“Climate change mitigation is a public good – which makes it so difficult to achieve,” says Jobst Heitzig from the Potsdam Institute for Climate Impact Research (PIK), lead-author of the study in Nature Climate Change. “The temptation to free-ride on the efforts of others has often been predicted as to make countries reluctant to join coalitions. But our numerical experiments show that this may only be a temporary effect. Collaborating eventually can be attractive enough to make global climate protection likely. ” The study is the first to employ a game-theoretic model that is both dynamic and assumes at least some degree of farsightedness of the players. “This might seem like a bold assumption, but we think that many policy-makers around the world indeed do try to integrate long-term developments into their decisions.”

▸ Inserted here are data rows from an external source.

//! Serves the conformance protocol over the HTTP transport (spec §4.6,
//! §6): an axum router bound to a TCP listener.

use std::sync::Arc;

use clap::Parser;
use tracing_subscriber::EnvFilter;

use tablerpc_conformance::build_protocol;
use tablerpc_core::server::http::{build_router, HttpServerConfig};

#[derive(Parser, Debug)]
#[command(name = "tablerpc-http-server", about = "Conformance protocol over the HTTP transport")]
struct Cli {
    /// Port to listen on (0 for ephemeral).
    #[arg(short = 'p', long = "port", default_value_t = 0)]
    port: u16,

    /// Path prefix to serve routes under, e.g. "/rpc".
    #[arg(long = "prefix", default_value = "")]
    prefix: String,

    /// zstd compression level for response bodies; unset leaves responses
    /// uncompressed.
    #[arg(long = "compression-level")]
    compression_level: Option<i32>,

    /// Allowed CORS origin; unset serves no CORS headers.
    #[arg(long = "cors-origin")]
    cors_origin: Option<String>,

    /// Suppress request logging.
    #[arg(short = 'q', long = "quiet")]
    quiet: bool,
}

#[tokio::main]
async fn main() -> Result<(), Box<dyn std::error::Error>> {
    let cli = Cli::parse();

    let log_level = if cli.quiet { "warn" } else { "info" };
    tracing_subscriber::fmt()
        .with_env_filter(EnvFilter::try_from_default_env().unwrap_or_else(|_| EnvFilter::new(log_level)))
        .init();

    let protocol = Arc::new(build_protocol());
    let config = HttpServerConfig {
        prefix: cli.prefix,
        compression_level: cli.compression_level,
        cors_origin: cli.cors_origin,
        ..HttpServerConfig::default()
    };

    let listener = tokio::net::TcpListener::bind(("127.0.0.1", cli.port)).await?;
    let local_addr = listener.local_addr()?;
    tracing::info!(addr = %local_addr, "tablerpc-http-server listening");

    let router = build_router(protocol, config);
    axum::serve(listener, router).await?;
    Ok(())
}
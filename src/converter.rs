//! Conversion of the annotation workbook into the CSV file the extraction service reads.

use crate::paths::ProjectPaths;
use crate::storage::{bucket_prefix, ObjectStore};
use anyhow::Context;
use calamine::{open_workbook_auto, Reader};
use std::fs;
use std::path::{Path, PathBuf};
use tracing::info;

pub const AGGREGATED_ANNOTATION_FILE: &str = "aggregated_annotation.csv";

#[derive(Debug, thiserror::Error)]
pub enum AnnotationConversionError {
    #[error("{role} folder {} is not an existing directory", .path.display())]
    InvalidFolder { role: &'static str, path: PathBuf },

    #[error("expected exactly one .xlsx file in {}, found {found}", .folder.display())]
    FileCount { folder: PathBuf, found: usize },

    #[error("failed to list {}: {source}", .folder.display())]
    List {
        folder: PathBuf,
        #[source]
        source: std::io::Error,
    },

    #[error("failed to read workbook {}: {source}", .path.display())]
    Workbook {
        path: PathBuf,
        #[source]
        source: calamine::Error,
    },

    #[error("workbook {} has no worksheet", .path.display())]
    NoWorksheet { path: PathBuf },

    #[error("failed to write {}: {source}", .path.display())]
    Write {
        path: PathBuf,
        #[source]
        source: csv::Error,
    },
}

type Result<T> = std::result::Result<T, AnnotationConversionError>;

/// Turns the single `*.xlsx` annotation workbook of a folder into `aggregated_annotation.csv`.
#[derive(Debug, Clone)]
pub struct XlsToCsvConverter {
    source: PathBuf,
    destination: PathBuf,
}

impl XlsToCsvConverter {
    pub fn new(source: impl Into<PathBuf>, destination: impl Into<PathBuf>) -> Self {
        Self {
            source: source.into(),
            destination: destination.into(),
        }
    }

    /// Convert the workbook and return the path of the written CSV file.
    pub fn convert(&self) -> Result<PathBuf> {
        self.check_for_valid_paths()?;
        let workbook = single_workbook(self.find_xlsx_files()?, &self.source)?;
        self.convert_single_file_to_csv(&workbook)
    }

    fn check_for_valid_paths(&self) -> Result<()> {
        for (role, path) in [("source", &self.source), ("destination", &self.destination)] {
            if path.as_os_str().is_empty() || !path.is_dir() {
                return Err(AnnotationConversionError::InvalidFolder {
                    role,
                    path: path.clone(),
                });
            }
        }
        Ok(())
    }

    fn find_xlsx_files(&self) -> Result<Vec<PathBuf>> {
        let list_error = |source| AnnotationConversionError::List {
            folder: self.source.clone(),
            source,
        };
        let mut files = Vec::new();
        for entry in fs::read_dir(&self.source).map_err(list_error)? {
            let path = entry.map_err(list_error)?.path();
            let is_xlsx = path
                .extension()
                .map(|ext| ext.eq_ignore_ascii_case("xlsx"))
                .unwrap_or(false);
            if path.is_file() && is_xlsx {
                files.push(path);
            }
        }
        files.sort();
        Ok(files)
    }

    fn convert_single_file_to_csv(&self, workbook: &Path) -> Result<PathBuf> {
        let read_error = |source| AnnotationConversionError::Workbook {
            path: workbook.to_path_buf(),
            source,
        };
        let mut sheets = open_workbook_auto(workbook).map_err(read_error)?;
        let range = sheets
            .worksheet_range_at(0)
            .ok_or_else(|| AnnotationConversionError::NoWorksheet {
                path: workbook.to_path_buf(),
            })?
            .map_err(read_error)?;

        let output = self.destination.join(AGGREGATED_ANNOTATION_FILE);
        let write_error = |source| AnnotationConversionError::Write {
            path: output.clone(),
            source,
        };
        let mut writer = csv::Writer::from_path(&output).map_err(write_error)?;
        for row in range.rows() {
            writer
                .write_record(row.iter().map(|cell| cell.to_string()))
                .map_err(write_error)?;
        }
        writer
            .flush()
            .map_err(|e| write_error(csv::Error::from(e)))?;

        info!(
            workbook = %workbook.display(),
            output = %output.display(),
            rows = range.height(),
            "converted annotations"
        );
        Ok(output)
    }
}

fn single_workbook(files: Vec<PathBuf>, folder: &Path) -> Result<PathBuf> {
    match <[PathBuf; 1]>::try_from(files) {
        Ok([file]) => Ok(file),
        Err(files) => Err(AnnotationConversionError::FileCount {
            folder: folder.to_path_buf(),
            found: files.len(),
        }),
    }
}

/// Buckets holding the project's inputs (`main`) and intermediate results (`interim`).
#[derive(Clone, Copy)]
pub struct AnnotationBuckets<'a> {
    pub s3_prefix: &'a str,
    pub main: &'a dyn ObjectStore,
    pub interim: &'a dyn ObjectStore,
}

/// Convert the project's annotation workbook.
///
/// With buckets, the workbook is first fetched from the main bucket and the CSV file is
/// published to the interim bucket afterwards.
pub async fn convert_project_annotations(
    paths: &ProjectPaths,
    buckets: Option<AnnotationBuckets<'_>>,
) -> anyhow::Result<PathBuf> {
    let source = &paths.path_folder_source_annotation;
    let destination = &paths.path_folder_destination_annotation;

    if let Some(buckets) = buckets {
        let prefix = bucket_prefix(buckets.s3_prefix, paths, source)?;
        buckets
            .main
            .download_files_in_prefix_to_dir(&prefix, source)
            .await?;
    }

    fs::create_dir_all(destination)
        .with_context(|| format!("failed to create {}", destination.display()))?;
    let output = XlsToCsvConverter::new(source, destination).convert()?;

    if let Some(buckets) = buckets {
        let prefix = bucket_prefix(buckets.s3_prefix, paths, destination)?;
        buckets
            .interim
            .upload_files_in_dir_to_prefix(destination, &prefix)
            .await?;
    }
    Ok(output)
}
//! Text summary builder for CLI output.

use crate::model::RunReport;

/// Pre-formatted lines for text output.
pub(crate) struct TextSummary {
    pub(crate) lines: Vec<String>,
}

/// Build a text summary from a finished run.
pub(crate) fn build_text_summary(report: &RunReport) -> TextSummary {
    let mut lines = Vec::new();

    lines.push(format!("Project: {}", report.project_name));
    lines.push(format!(
        "Services: extraction {} / inference {}",
        report.extraction_address, report.inference_address
    ));

    let width = report
        .stages
        .iter()
        .map(|r| r.stage.describe().len())
        .max()
        .unwrap_or(0);
    for record in &report.stages {
        lines.push(format!(
            "  {:<width$}  {}",
            record.stage.describe(),
            record.outcome.describe()
        ));
    }

    let failed = report
        .stages
        .iter()
        .filter(|r| r.outcome.is_failure())
        .count();
    if report.success {
        lines.push("Result: success".to_string());
    } else {
        lines.push(format!("Result: failed ({failed} stage(s) did not answer 200)"));
    }

    TextSummary { lines }
}
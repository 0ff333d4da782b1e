use anyhow::Result;
use clap::Parser;
use extraction_router::cli;
use tracing_subscriber::EnvFilter;

#[tokio::main(flavor = "current_thread")]
async fn main() -> Result<()> {
    let args = cli::Cli::parse();

    tracing_subscriber::fmt()
        .with_env_filter(
            EnvFilter::try_from_default_env().unwrap_or_else(|_| EnvFilter::new(&args.log_level)),
        )
        .with_writer(std::io::stderr)
        .init();

    match cli::run(args).await {
        Ok(true) => Ok(()),
        // At least one stage did not answer 200.
        Ok(false) => std::process::exit(1),
        Err(e) => Err(e),
    }
}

“As for the pioneer coalitions for CO2 pricing, this is not a bold assumption – they are already emerging,” says Ulrike Kornek from the Mercator Research Institute for Global Commons and Climate Change (MCC). “In the context of the European Union, members such as France recently started a discussion on implementing a minimum carbon price together with a coalition of like-minded European countries such as, hopefully, Germany. This is closely observed by China, which is building up an emissions trading system of its own. In America, California – the 6th biggest economy in the world – has got a minimum carbon price and has agreed to link their climate policy with Ontario and Quebec. So, this is spreading; and increasing current carbon prices is the next step to adhere to the temperature goals of the Paris agreement.” The new study adds evidence to why forming climate action coalitions actually makes sense.
Article: Jobst Heitzig, Ulrike Kornek (2018): Bottom-up linking of carbon markets under farsighted cap coordination and reversibility. Nature Climate Change [DOI: 10.1038/s41558-018-0079-z]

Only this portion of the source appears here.